Q&A: Project Runway Designer Cornelius Ortiz
If you’ve been watching season 15 of Project Runway, you may have noticed a greater-than-usual trio of representatives from the Bay State. A few episodes in, all three up-and-coming designers from Massachusetts are still “in.”
Cornelius Ortiz, 24, is one of those designers. Boston-raised and a graduate of Framingham State University (where he met fellow contestant Nathalia JMag), Ortiz is known for his self-proclaimed “big personality” and uniquely mismatched aesthetic. As the competition progresses, we caught up with “Lady Cornelius from the Land of Shade” (as he was dubbed on an early episode) about what it was like growing up in Boston, his fashion inspirations, and of course his controversial reputation on the show.
How did studying in the Boston area influence your trajectory in fashion?
My fashion design experience started while I was in school. Because of the buildings and architecture in Boston, it’s easier for me to be inspired by clothing that is very structural.
How would you describe Boston’s style?
It’s simple and very laid back. I think we need to push the fashion envelope a bit more.
Who are your fashion icons?
My style inspiration as of right now is Janelle Monáe because she wears a lot of black and white. My second is Solange Knowles because she likes to mix her prints even if they don’t “go together.”
How would you describe your style and brand?
Combining textiles and prints in unconventional ways.
What has been your favorite challenge or look so far?
The black light challenge was the most successful I’ve been up to this point because my garment was very structural and had the unexpected element of emojis. It was definitely up my alley because I like to bring the surprise factor to the show.

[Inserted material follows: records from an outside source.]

//! Prometheus Metrics for the news service
//!
//! - Cache operations (hits, misses, inserts, evictions, size)
//! - News service operations
//! - HTTP requests

use lazy_static::lazy_static;
use prometheus::{
    Encoder, HistogramVec, IntCounter, IntCounterVec, IntGauge, TextEncoder,
    register_histogram_vec, register_int_counter, register_int_counter_vec, register_int_gauge,
};

lazy_static! {
    // ============================================================================
    // Cache Metrics
    // ============================================================================

    /// Cache operations by type (get, put, remove) and result
    pub static ref CACHE_OPS_TOTAL: IntCounterVec = register_int_counter_vec!(
        "news_cache_operations_total",
        "Total number of cache operations by type and result",
        &["operation", "result"]
    ).unwrap();

    /// Entries evicted to respect capacity
    pub static ref CACHE_EVICTIONS_TOTAL: IntCounter = register_int_counter!(
        "news_cache_evictions_total",
        "Total number of cache entries evicted"
    ).unwrap();

    /// Current number of cached entries
    pub static ref CACHE_ENTRIES: IntGauge = register_int_gauge!(
        "news_cache_entries",
        "Current number of entries in the news cache"
    ).unwrap();

    // ============================================================================
    // Service Metrics
    // ============================================================================

    /// News service operations by type and status
    pub static ref SERVICE_OPS_TOTAL: IntCounterVec = register_int_counter_vec!(
        "news_service_operations_total",
        "Total number of news service operations",
        &["operation", "status"]
    ).unwrap();

    /// News service operation latency
    pub static ref SERVICE_OP_DURATION: HistogramVec = register_histogram_vec!(
        "news_service_operation_duration_seconds",
        "News service operation latency in seconds",
        &["operation"],
        vec![0.00001, 0.0001, 0.001, 0.01, 0.1, 1.0]
    ).unwrap();

    // ============================================================================
    // HTTP Server Metrics
    // ============================================================================

    /// HTTP requests total
    pub static ref HTTP_REQUESTS_TOTAL: IntCounterVec = register_int_counter_vec!(
        "news_http_requests_total",
        "Total HTTP requests",
        &["method", "status"]
    ).unwrap();
}

/// Encode all metrics to Prometheus text format
pub fn encode_metrics() -> Result<String, Box<dyn std::error::Error>> {
    let encoder = TextEncoder::new();
    let metric_families = prometheus::gather();
    let mut buffer = vec![];
    encoder.encode(&metric_families, &mut buffer)?;
    Ok(String::from_utf8(buffer)?)
}

/// Force registration so every series shows up on the first scrape
pub fn init_metrics() {
    let _ = &*CACHE_OPS_TOTAL;
    let _ = &*CACHE_EVICTIONS_TOTAL;
    let _ = &*CACHE_ENTRIES;
    let _ = &*SERVICE_OPS_TOTAL;
    let _ = &*SERVICE_OP_DURATION;
    let _ = &*HTTP_REQUESTS_TOTAL;
}

/// Record cache operation
pub fn record_cache_op(operation: &str, result: &str) {
    CACHE_OPS_TOTAL
        .with_label_values(&[operation, result])
        .inc();
}

pub fn record_cache_evictions(count: usize) {
    CACHE_EVICTIONS_TOTAL.inc_by(count as u64);
}

pub fn set_cache_entries(entries: usize) {
    CACHE_ENTRIES.set(entries as i64);
}

/// Record news service operation
pub fn record_service_op(operation: &str, status: &str, duration_secs: f64) {
    SERVICE_OPS_TOTAL
        .with_label_values(&[operation, status])
        .inc();
    SERVICE_OP_DURATION
        .with_label_values(&[operation])
        .observe(duration_secs);
}

/// Record HTTP request
pub fn record_http_request(method: &str, status: u16) {
    let status = status.to_string();
    HTTP_REQUESTS_TOTAL
        .with_label_values(&[method, status.as_str()])
        .inc();
}
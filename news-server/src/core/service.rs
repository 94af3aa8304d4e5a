use super::error::Result;
use super::types::{News, NewsCreate, NewsUpdate, Page, PageParams};
use std::future::Future;

/// Read/write operations over news articles.
///
/// Implemented by the backing store and by the caching decorator, so the
/// HTTP layer can be handed either one.
pub trait NewsService: Send + Sync + 'static {
    /// Fails with `NewsError::NotFound` when the id is unknown
    fn find_by_id(&self, id: i64) -> impl Future<Output = Result<News>> + Send;

    fn find_all(&self, params: PageParams) -> impl Future<Output = Result<Page<News>>> + Send;

    /// Substring match on the article body
    fn search_by_text(
        &self,
        params: PageParams,
        fragment: &str,
    ) -> impl Future<Output = Result<Page<News>>> + Send;

    /// Substring match on the title
    fn search_by_title(
        &self,
        params: PageParams,
        fragment: &str,
    ) -> impl Future<Output = Result<Page<News>>> + Send;

    fn create(&self, input: NewsCreate) -> impl Future<Output = Result<News>> + Send;

    /// `input.id` selects the record to update
    fn update(&self, input: NewsUpdate) -> impl Future<Output = Result<News>> + Send;

    fn delete(&self, id: i64) -> impl Future<Output = Result<()>> + Send;
}
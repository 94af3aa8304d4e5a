//! Cache-aside decorator for [`NewsService`]
//!
//! Reads consult the cache before the wrapped service. Writes go to the
//! wrapped service first and only touch the cache once it has succeeded,
//! so a rejected write never reaches the cache. The cache lock is only held
//! inside `SharedCache` calls, never across an `.await`.

use crate::cache::SharedCache;
use crate::core::error::Result;
use crate::core::{News, NewsCreate, NewsService, NewsUpdate, Page, PageParams};
use crate::metrics;
use std::time::Instant;
use tracing::debug;

pub struct CachingNewsService<S> {
    inner: S,
    cache: SharedCache<i64, News>,
}

impl<S: NewsService> CachingNewsService<S> {
    pub fn new(inner: S, cache: SharedCache<i64, News>) -> Self {
        Self { inner, cache }
    }

    pub fn cache(&self) -> &SharedCache<i64, News> {
        &self.cache
    }

    pub fn inner(&self) -> &S {
        &self.inner
    }
}

fn observe<T>(operation: &str, started: Instant, result: &Result<T>) {
    let status = match result {
        Ok(_) => "ok",
        Err(e) => e.kind(),
    };
    metrics::record_service_op(operation, status, started.elapsed().as_secs_f64());
}

impl<S: NewsService> NewsService for CachingNewsService<S> {
    async fn find_by_id(&self, id: i64) -> Result<News> {
        let started = Instant::now();

        if let Some(news) = self.cache.get(&id) {
            debug!("Caching proxy: served news id={} from cache", id);
            let result = Ok(news);
            observe("find_by_id", started, &result);
            return result;
        }

        let result = self.inner.find_by_id(id).await;
        if let Ok(news) = &result {
            self.cache.put(id, news.clone());
        }

        observe("find_by_id", started, &result);
        result
    }

    async fn find_all(&self, params: PageParams) -> Result<Page<News>> {
        self.inner.find_all(params).await
    }

    async fn search_by_text(&self, params: PageParams, fragment: &str) -> Result<Page<News>> {
        self.inner.search_by_text(params, fragment).await
    }

    async fn search_by_title(&self, params: PageParams, fragment: &str) -> Result<Page<News>> {
        self.inner.search_by_title(params, fragment).await
    }

    async fn create(&self, input: NewsCreate) -> Result<News> {
        let started = Instant::now();
        debug!("Caching proxy: create");

        let result = self.inner.create(input).await;
        if let Ok(news) = &result {
            self.cache.put(news.id, news.clone());
        }

        observe("create", started, &result);
        result
    }

    async fn update(&self, input: NewsUpdate) -> Result<News> {
        let started = Instant::now();
        debug!("Caching proxy: update id={}", input.id);

        let result = self.inner.update(input).await;
        if let Ok(news) = &result {
            self.cache.put(news.id, news.clone());
        }

        observe("update", started, &result);
        result
    }

    async fn delete(&self, id: i64) -> Result<()> {
        let started = Instant::now();
        debug!("Caching proxy: delete id={}", id);

        let result = self.inner.delete(id).await;
        if result.is_ok() {
            self.cache.remove(&id);
        }

        observe("delete", started, &result);
        result
    }
}

#[cfg(test)]
mod tests {
    use super::*;
    use crate::cache::CachePolicy;
    use crate::core::{NewsError, NewsStore};

    fn service(capacity: usize) -> CachingNewsService<NewsStore> {
        let cache = SharedCache::new(CachePolicy::Lru, capacity).unwrap();
        CachingNewsService::new(NewsStore::new(), cache)
    }

    fn create_input(title: &str) -> NewsCreate {
        NewsCreate {
            title: title.to_string(),
            text: "Text".to_string(),
            user_id: 1,
        }
    }

    #[tokio::test]
    async fn test_create_populates_cache() {
        let svc = service(4);
        let news = svc.create(create_input("First")).await.unwrap();

        assert!(svc.cache().contains(&news.id));
        assert_eq!(svc.find_by_id(news.id).await.unwrap(), news);
        assert_eq!(svc.cache().stats().hits, 1);
    }

    #[tokio::test]
    async fn test_update_overwrites_cached_value() {
        let svc = service(4);
        let news = svc.create(create_input("Before")).await.unwrap();

        svc.update(NewsUpdate {
            id: news.id,
            title: "After".to_string(),
            text: "Text".to_string(),
            user_id: 1,
        })
        .await
        .unwrap();

        assert_eq!(svc.cache().get(&news.id).unwrap().title, "After");
    }

    #[tokio::test]
    async fn test_failed_read_not_cached() {
        let svc = service(4);

        assert_eq!(svc.find_by_id(3).await, Err(NewsError::NotFound(3)));
        assert!(svc.cache().is_empty());
    }

    #[tokio::test]
    async fn test_delete_invalidates() {
        let svc = service(4);
        let news = svc.create(create_input("Doomed")).await.unwrap();

        svc.delete(news.id).await.unwrap();
        assert!(!svc.cache().contains(&news.id));
        assert_eq!(
            svc.find_by_id(news.id).await,
            Err(NewsError::NotFound(news.id))
        );
    }

    #[tokio::test]
    async fn test_search_bypasses_cache() {
        let svc = service(4);
        svc.create(create_input("Alpha")).await.unwrap();
        let before = svc.cache().stats();

        let page = svc
            .search_by_title(PageParams::default(), "Alpha")
            .await
            .unwrap();
        assert_eq!(page.total_elements, 1);

        let after = svc.cache().stats();
        assert_eq!(before.hits + before.misses, after.hits + after.misses);
    }
}
use serde::{Deserialize, Serialize};
use std::fmt;
use std::str::FromStr;
use thiserror::Error;

/// Cache eviction policy
#[derive(Debug, Clone, Copy, Serialize, Deserialize, PartialEq, Eq, Hash, Default)]
#[serde(rename_all = "lowercase", try_from = "String")]
pub enum CachePolicy {
    /// Least Recently Used
    #[default]
    Lru,
    /// Least Frequently Used, ties broken by recency
    Lfu,
}

/// Errors raised while sizing or selecting a cache.
///
/// These are fatal: a cache that fails to configure must never be handed
/// out, so callers surface them at startup.
#[derive(Debug, Clone, PartialEq, Eq, Error)]
pub enum CacheConfigError {
    #[error("Unknown cache eviction policy: {0} (expected LRU or LFU)")]
    UnknownPolicy(String),

    #[error("Invalid cache capacity: {0} (must be a positive integer)")]
    InvalidCapacity(usize),
}

impl CachePolicy {
    pub fn as_str(&self) -> &'static str {
        match self {
            Self::Lru => "lru",
            Self::Lfu => "lfu",
        }
    }
}

impl fmt::Display for CachePolicy {
    fn fmt(&self, f: &mut fmt::Formatter<'_>) -> fmt::Result {
        f.write_str(self.as_str())
    }
}

impl FromStr for CachePolicy {
    type Err = CacheConfigError;

    fn from_str(s: &str) -> Result<Self, Self::Err> {
        match s.trim().to_ascii_lowercase().as_str() {
            "lru" => Ok(Self::Lru),
            "lfu" => Ok(Self::Lfu),
            _ => Err(CacheConfigError::UnknownPolicy(s.to_string())),
        }
    }
}

impl TryFrom<String> for CachePolicy {
    type Error = CacheConfigError;

    fn try_from(value: String) -> Result<Self, Self::Error> {
        value.parse()
    }
}

/// Reject non-positive capacities
pub fn validate_capacity(capacity: usize) -> Result<usize, CacheConfigError> {
    if capacity == 0 {
        return Err(CacheConfigError::InvalidCapacity(capacity));
    }
    Ok(capacity)
}

#[cfg(test)]
mod tests {
    use super::*;

    #[test]
    fn test_parse_policy_case_insensitive() {
        assert_eq!("LRU".parse::<CachePolicy>().unwrap(), CachePolicy::Lru);
        assert_eq!("lfu".parse::<CachePolicy>().unwrap(), CachePolicy::Lfu);
        assert_eq!(" Lfu ".parse::<CachePolicy>().unwrap(), CachePolicy::Lfu);
    }

    #[test]
    fn test_parse_unknown_policy() {
        let err = "arc".parse::<CachePolicy>().unwrap_err();
        assert_eq!(err, CacheConfigError::UnknownPolicy("arc".to_string()));
    }

    #[test]
    fn test_policy_yaml_roundtrip() {
        let policy: CachePolicy = serde_yaml::from_str("LFU").unwrap();
        assert_eq!(policy, CachePolicy::Lfu);
        assert_eq!(serde_yaml::to_string(&policy).unwrap().trim(), "lfu");

        assert!(serde_yaml::from_str::<CachePolicy>("fifo").is_err());
    }

    #[test]
    fn test_validate_capacity() {
        assert_eq!(validate_capacity(1), Ok(1));
        assert_eq!(
            validate_capacity(0),
            Err(CacheConfigError::InvalidCapacity(0))
        );
    }
}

— Project Runway (@ProjectRunway) October 1, 2016
What can you tease about upcoming episodes?
I can’t say!
What do you think of your competition, especially the other two contestants from Massachusetts?
Nathalia is my very close friend—we had classes together in college and have been in friendly competition ever since. It was a really great experience having her on the show because she’s very uplifting and was always there whenever I needed that extra shoulder to lean on. But Erin [Robertson, a current frontrunner] and I have also created a really nice friendship and I respect her a lot. She has an amazing design aesthetic and sticks true to herself. As long as she keeps doing that, obviously it’s going to be pretty tough to beat her. They are both amazing designers, and I’m proud we are all able to represent Massachusetts in such a way.
You have already built a reputation for throwing shade, rubbing many contestants the wrong way. How would you respond to that?
I don’t think I was throwing shade—I was just stating my opinion. Hey, it is what it is—it’s the fashion world. Me saying a couple of things is not going to kill you. But there are other people out there who are going to critique your work. You should just take it with a grain of salt and move on. At the end of the day, it is a competition, and one of us has to win.
— Project Runway (@ProjectRunway) October 7, 2016
What is your biggest takeaway from the show?
Staying true to my aesthetic and myself, but also doing it in a creative way that pushes me outside of my boundaries.
What’s next for you?
Probably creating a spring collection. I’m still trying to figure out the kinks, but I’m definitely trying to put out a line very soon.
This interview has been edited and condensed. Project Runway airs Thursdays at 9 p.m. on Lifetime, mylifetime.com.